ENTRIES PROVIDED =>
+++++

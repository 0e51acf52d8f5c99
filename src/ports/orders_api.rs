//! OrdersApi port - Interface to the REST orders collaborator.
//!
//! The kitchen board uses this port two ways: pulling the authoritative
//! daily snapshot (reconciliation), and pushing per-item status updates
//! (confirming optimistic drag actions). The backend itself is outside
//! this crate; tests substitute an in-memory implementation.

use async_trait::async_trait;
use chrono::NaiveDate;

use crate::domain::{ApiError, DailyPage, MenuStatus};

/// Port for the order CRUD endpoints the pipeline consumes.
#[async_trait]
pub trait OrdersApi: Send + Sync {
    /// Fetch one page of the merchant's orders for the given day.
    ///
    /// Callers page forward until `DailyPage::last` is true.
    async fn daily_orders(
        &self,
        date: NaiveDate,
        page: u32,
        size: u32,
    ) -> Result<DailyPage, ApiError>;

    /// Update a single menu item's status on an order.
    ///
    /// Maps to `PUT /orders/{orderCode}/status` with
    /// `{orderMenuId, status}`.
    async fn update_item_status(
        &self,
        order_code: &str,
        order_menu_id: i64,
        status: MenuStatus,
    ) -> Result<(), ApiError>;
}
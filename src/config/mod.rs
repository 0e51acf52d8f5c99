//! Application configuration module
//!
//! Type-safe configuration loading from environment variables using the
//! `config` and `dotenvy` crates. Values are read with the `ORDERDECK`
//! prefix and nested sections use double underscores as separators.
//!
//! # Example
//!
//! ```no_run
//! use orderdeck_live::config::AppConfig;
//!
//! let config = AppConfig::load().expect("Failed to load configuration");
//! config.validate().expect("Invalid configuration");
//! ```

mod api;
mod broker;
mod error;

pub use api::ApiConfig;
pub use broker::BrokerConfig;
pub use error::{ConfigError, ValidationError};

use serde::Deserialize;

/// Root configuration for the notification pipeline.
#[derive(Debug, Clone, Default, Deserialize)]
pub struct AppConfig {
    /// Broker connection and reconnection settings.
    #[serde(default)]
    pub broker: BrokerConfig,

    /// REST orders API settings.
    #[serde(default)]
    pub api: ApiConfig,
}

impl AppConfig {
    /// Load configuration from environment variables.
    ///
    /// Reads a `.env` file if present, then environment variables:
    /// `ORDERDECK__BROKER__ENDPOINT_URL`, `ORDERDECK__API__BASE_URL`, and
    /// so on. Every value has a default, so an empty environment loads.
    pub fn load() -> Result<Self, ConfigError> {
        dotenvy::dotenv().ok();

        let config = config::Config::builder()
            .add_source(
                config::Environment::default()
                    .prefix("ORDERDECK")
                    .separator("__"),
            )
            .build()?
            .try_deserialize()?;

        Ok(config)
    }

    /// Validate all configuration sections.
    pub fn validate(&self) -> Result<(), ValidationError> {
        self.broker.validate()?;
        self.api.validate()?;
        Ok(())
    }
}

+++++

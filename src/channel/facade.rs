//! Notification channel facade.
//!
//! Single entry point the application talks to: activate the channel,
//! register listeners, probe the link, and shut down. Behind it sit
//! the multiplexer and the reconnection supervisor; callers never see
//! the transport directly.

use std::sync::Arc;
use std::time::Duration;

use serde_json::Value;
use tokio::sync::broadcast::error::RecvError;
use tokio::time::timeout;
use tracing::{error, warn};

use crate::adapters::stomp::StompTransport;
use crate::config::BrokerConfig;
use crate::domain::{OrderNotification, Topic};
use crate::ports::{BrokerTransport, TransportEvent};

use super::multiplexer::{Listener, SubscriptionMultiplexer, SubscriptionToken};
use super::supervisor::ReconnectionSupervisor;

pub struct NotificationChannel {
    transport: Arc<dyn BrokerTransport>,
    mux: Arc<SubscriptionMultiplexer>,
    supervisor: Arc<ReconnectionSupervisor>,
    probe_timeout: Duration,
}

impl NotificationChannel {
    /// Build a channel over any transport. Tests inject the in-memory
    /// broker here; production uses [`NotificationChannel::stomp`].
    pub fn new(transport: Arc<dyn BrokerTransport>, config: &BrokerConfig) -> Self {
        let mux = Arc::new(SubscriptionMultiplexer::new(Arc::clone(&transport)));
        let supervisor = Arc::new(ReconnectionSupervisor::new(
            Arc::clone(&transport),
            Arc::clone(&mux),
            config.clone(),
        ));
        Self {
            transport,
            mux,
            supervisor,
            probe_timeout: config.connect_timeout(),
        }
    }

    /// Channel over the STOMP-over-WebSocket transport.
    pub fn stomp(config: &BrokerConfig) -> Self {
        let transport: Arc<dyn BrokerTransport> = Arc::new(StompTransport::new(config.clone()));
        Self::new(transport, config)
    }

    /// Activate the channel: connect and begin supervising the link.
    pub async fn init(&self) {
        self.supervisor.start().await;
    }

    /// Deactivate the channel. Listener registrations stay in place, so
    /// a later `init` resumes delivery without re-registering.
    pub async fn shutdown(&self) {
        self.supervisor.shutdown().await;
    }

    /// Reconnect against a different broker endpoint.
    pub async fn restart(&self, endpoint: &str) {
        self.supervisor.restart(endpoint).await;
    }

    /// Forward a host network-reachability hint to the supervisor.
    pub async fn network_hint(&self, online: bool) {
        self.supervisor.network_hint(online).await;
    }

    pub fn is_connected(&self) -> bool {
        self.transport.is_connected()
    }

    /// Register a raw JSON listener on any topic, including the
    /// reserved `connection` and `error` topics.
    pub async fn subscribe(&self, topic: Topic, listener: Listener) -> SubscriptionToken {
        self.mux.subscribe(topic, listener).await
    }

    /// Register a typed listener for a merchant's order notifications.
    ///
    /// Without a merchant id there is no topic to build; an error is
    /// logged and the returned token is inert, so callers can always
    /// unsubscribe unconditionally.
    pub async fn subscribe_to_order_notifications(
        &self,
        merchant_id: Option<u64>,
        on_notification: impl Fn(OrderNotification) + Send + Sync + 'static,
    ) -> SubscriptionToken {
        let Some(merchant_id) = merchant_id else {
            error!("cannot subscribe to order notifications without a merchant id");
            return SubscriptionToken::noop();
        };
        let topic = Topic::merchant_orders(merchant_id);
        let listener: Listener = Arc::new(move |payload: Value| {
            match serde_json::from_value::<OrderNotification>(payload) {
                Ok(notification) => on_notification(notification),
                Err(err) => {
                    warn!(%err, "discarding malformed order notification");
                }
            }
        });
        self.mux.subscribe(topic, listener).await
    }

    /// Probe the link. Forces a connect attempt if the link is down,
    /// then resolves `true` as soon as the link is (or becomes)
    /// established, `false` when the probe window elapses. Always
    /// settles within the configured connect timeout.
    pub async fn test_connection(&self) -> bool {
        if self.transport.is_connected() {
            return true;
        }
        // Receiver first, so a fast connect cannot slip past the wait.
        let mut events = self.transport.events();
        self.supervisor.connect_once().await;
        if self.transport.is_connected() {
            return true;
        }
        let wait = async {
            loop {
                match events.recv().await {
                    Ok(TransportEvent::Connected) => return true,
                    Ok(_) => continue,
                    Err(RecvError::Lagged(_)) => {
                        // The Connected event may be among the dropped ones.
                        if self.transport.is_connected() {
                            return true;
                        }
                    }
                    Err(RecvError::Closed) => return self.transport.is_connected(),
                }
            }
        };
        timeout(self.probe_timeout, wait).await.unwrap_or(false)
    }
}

+++++

EXERCISE INSTRUCTIONS => From the records above, print only the lines between the one holding "use crate::config::BrokerConfig;" and the one holding "broker here; production", inclusive, exactly as they stand.

ANSWER TO THE PROBLEM =>
use crate::config::BrokerConfig;
use crate::domain::{OrderNotification, Topic};
use crate::ports::{BrokerTransport, TransportEvent};

use super::multiplexer::{Listener, SubscriptionMultiplexer, SubscriptionToken};
use super::supervisor::ReconnectionSupervisor;

pub struct NotificationChannel {
    transport: Arc<dyn BrokerTransport>,
    mux: Arc<SubscriptionMultiplexer>,
    supervisor: Arc<ReconnectionSupervisor>,
    probe_timeout: Duration,
}

impl NotificationChannel {
    /// Build a channel over any transport. Tests inject the in-memory
    /// broker here; production uses [`NotificationChannel::stomp`].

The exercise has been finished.